Sur le même sujet : “le futur de l’information réside probablement dans la capacité d’un site à s’appuyer sur une communauté d’experts ET d’internautes avertis (et qualifiés), je suis bien d’accord mais au centre de tout ce maelström, il y a les journalistes et ils ont intérêt à être bons !” Un article brillant déjà croisé sur aaaliens que je me permets de vous recommander à nouveau. L’extrait ci-avant est issu du commentaire de Pierre France à ce brillant billet de Nicolas Kayser-Bril daté du 12 janvier dernier.
> Je veux plus être journaliste (c’est la faute à internet)
L’information de demain c’est donc les blogs + les réseaux !
“Schmidt, Pisani, Narvic et Roussel sont dans un bateau : “Après Eric Schmidt, le grand patron de Google, qui donnait récemment sa vision de l’avenir de la presse (voir sur ReadWriteWeb), c’est Josh Cohen, le patron de Google News, qui est interrogé par Frédérique Roussel pour Libération. On se souvient comment le même avait été mal reçu par les éditeurs de presse français, qui accusaient Google de tous leurs maux, lors des états généraux de la presse. Et bien il ne leur en veut pas et même il leur tend la main (…) Il appelle même les journalistes à réinventer eux-mêmes leur métier, explorer de « nouvelles pistes de journalisme », trouver de nouvelles manières de « raconter des histoires sans être le décalque du papier sur un écran d’ordinateur »”. Jusque là aucun n’est tombé à l’eau. Le web est social. Et les médias sont parmi les plus mal placés pour le mettre en œuvre.
> Le journalisme expérimental selon GoogleNews (ou Narvic)

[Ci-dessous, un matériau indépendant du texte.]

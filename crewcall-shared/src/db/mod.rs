/// Database layer: connection pooling and migrations
pub mod migrations;
pub mod pool;

pub use migrations::{ensure_database_exists, run_migrations};
pub use pool::{close_pool, create_pool, health_check, DatabaseConfig};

Sur le même sujet : “L’information n’est pas un bon moteur à audience en ligne. Elle est peu attractive pour les internautes qui lui préfèrent de loin les jeux, les blogs ou les réseaux sociaux. Ne reste plus pour les sites d’information qu’à migrer vers les blogs et les réseaux sociaux, où à le devenir eux-mêmes…” Narvic revient sur la note du jour de Frédéric Filloux et lie cette réflexion à celle de Francis Pisani (entre autres). “Sur le web, l’audience a disparu. L’ex-audience est remplacée par une multitude de webacteurs directement connectés entre eux et de plus en plus participatifs. Les individus isolés sont connectés par des réseaux sociaux et ils alimentent des flux qui ne tarissent pas. De ce fait, le contenu produit par les journalistes compte moins que les relations établies avec les webacteurs connectés en réseaux. S’ils l’ignorent, l’ex-audience ira voir ailleurs (…)”.
> Les sites d’info doivent-ils migrer sur Facebook et dans les blogs ?
Et ta ville, elle surf ?
“De nouvelles pratiques numériques liées au web 2.0 et appliquées à un niveau local sont en développement. Les blogueurs décrivent leur lieu de vie, de ce qui s’y déroule. Sur les « sites sociaux », ils discutent, se retrouvent, partagent et échangent, ils prennent rendez-vous, organisent des événements. Les utilisateurs de Google Maps et des sites qui s’appuient sur ses cartes annotent les lieux, y ajoutent descriptions, territoires, notent restaurants, lieux de sortie, indiquent et renseignent les événements qui s’y déroulent. Ce sont les mêmes personnes, utilisateurs, administrés, citoyens, derrière leurs écrans que ceux qui travaillent, utilisent les services publics, échangent, discutent dans le territoire « physique » (…)”.